[Saved data entries]
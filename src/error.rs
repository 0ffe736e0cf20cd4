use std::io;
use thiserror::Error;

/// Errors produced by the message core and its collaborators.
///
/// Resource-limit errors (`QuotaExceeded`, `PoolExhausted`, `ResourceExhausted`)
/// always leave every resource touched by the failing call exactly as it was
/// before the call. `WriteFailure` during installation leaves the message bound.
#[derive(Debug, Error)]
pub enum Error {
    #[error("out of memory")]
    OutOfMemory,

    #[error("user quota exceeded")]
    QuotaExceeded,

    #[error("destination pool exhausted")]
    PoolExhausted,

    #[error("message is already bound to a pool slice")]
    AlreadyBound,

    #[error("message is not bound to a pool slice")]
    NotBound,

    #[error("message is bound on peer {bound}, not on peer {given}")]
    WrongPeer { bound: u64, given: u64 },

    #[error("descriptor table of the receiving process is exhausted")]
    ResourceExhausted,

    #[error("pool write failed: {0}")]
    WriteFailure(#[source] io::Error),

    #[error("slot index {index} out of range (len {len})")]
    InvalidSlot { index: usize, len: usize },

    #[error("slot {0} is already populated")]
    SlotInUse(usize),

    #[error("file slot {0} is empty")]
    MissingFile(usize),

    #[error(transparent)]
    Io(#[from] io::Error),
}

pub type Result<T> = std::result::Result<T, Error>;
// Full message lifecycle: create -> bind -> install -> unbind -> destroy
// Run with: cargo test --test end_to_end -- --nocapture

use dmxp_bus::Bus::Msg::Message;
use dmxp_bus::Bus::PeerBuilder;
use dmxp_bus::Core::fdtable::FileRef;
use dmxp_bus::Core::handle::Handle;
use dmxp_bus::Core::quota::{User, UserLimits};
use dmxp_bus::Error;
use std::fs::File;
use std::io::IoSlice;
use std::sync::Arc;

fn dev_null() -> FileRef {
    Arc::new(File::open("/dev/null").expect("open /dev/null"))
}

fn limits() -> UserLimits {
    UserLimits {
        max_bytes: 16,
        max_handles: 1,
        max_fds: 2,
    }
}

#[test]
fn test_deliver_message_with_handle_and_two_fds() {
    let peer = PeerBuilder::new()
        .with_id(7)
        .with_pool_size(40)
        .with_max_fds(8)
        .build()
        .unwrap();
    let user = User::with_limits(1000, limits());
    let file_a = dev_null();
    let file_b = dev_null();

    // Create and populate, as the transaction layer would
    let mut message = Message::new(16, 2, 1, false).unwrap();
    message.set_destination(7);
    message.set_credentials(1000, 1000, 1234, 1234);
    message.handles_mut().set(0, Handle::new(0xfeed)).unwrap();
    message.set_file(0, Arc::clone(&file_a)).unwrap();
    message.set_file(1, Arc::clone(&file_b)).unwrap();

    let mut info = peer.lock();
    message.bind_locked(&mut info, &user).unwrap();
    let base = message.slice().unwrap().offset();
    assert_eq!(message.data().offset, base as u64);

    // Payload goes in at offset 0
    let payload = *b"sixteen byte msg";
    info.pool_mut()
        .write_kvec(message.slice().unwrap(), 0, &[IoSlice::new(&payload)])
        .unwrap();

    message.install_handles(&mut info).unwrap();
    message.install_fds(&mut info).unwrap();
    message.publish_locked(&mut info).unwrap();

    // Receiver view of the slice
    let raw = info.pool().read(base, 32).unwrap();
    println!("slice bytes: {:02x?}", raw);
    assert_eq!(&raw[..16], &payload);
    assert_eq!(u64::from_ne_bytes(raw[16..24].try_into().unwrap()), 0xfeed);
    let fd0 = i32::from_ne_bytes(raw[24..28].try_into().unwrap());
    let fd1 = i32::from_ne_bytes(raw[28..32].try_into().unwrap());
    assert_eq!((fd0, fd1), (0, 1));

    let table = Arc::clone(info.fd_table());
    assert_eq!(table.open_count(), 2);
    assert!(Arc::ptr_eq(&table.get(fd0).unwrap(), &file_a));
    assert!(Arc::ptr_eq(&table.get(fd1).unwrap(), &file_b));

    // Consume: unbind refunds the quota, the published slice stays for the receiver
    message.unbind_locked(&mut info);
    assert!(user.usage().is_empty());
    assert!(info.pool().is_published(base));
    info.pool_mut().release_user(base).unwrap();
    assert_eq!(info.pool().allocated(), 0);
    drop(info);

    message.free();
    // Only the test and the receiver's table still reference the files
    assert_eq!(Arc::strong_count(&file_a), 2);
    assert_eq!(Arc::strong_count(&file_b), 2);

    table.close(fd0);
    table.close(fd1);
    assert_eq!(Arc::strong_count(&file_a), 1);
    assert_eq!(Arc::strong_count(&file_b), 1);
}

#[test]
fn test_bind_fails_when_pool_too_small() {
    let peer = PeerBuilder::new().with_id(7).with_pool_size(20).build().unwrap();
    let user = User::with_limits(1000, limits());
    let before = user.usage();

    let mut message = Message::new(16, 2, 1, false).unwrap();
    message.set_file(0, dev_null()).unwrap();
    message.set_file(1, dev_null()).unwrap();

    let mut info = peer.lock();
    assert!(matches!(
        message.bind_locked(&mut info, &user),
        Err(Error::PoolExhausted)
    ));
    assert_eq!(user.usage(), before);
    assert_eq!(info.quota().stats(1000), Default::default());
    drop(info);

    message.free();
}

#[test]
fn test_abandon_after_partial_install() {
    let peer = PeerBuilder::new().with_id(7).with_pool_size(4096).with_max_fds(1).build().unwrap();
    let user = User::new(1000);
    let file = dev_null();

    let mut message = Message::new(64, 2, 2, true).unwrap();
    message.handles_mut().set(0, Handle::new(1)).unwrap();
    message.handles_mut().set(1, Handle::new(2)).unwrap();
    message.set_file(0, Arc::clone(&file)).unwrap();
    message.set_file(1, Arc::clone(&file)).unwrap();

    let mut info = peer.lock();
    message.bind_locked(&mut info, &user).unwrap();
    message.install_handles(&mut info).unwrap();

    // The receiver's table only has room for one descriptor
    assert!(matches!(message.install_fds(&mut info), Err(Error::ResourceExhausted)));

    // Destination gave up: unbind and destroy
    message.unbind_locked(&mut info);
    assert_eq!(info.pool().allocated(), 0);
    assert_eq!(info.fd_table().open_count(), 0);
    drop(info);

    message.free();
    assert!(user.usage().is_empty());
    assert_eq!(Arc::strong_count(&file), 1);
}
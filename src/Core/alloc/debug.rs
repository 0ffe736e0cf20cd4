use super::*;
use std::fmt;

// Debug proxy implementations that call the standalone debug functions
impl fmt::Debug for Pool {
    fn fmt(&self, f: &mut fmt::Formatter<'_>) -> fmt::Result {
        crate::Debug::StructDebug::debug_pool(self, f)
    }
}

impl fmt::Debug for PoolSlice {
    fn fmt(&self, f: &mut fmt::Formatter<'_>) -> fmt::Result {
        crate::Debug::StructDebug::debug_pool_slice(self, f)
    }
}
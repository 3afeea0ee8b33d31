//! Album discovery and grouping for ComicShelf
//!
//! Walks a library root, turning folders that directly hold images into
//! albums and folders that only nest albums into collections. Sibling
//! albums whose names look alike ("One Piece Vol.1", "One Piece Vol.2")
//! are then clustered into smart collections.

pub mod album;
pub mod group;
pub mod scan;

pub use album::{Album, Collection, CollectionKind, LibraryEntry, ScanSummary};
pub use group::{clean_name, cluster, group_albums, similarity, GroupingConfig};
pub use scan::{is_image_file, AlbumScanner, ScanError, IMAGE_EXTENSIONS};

What is expected
From the entries above, return each line with the word "call" in it.

Response
/// always leave every resource touched by the failing call exactly as it was
/// before the call. `WriteFailure` during installation leaves the message bound.
// Debug proxy implementations that call the standalone debug functions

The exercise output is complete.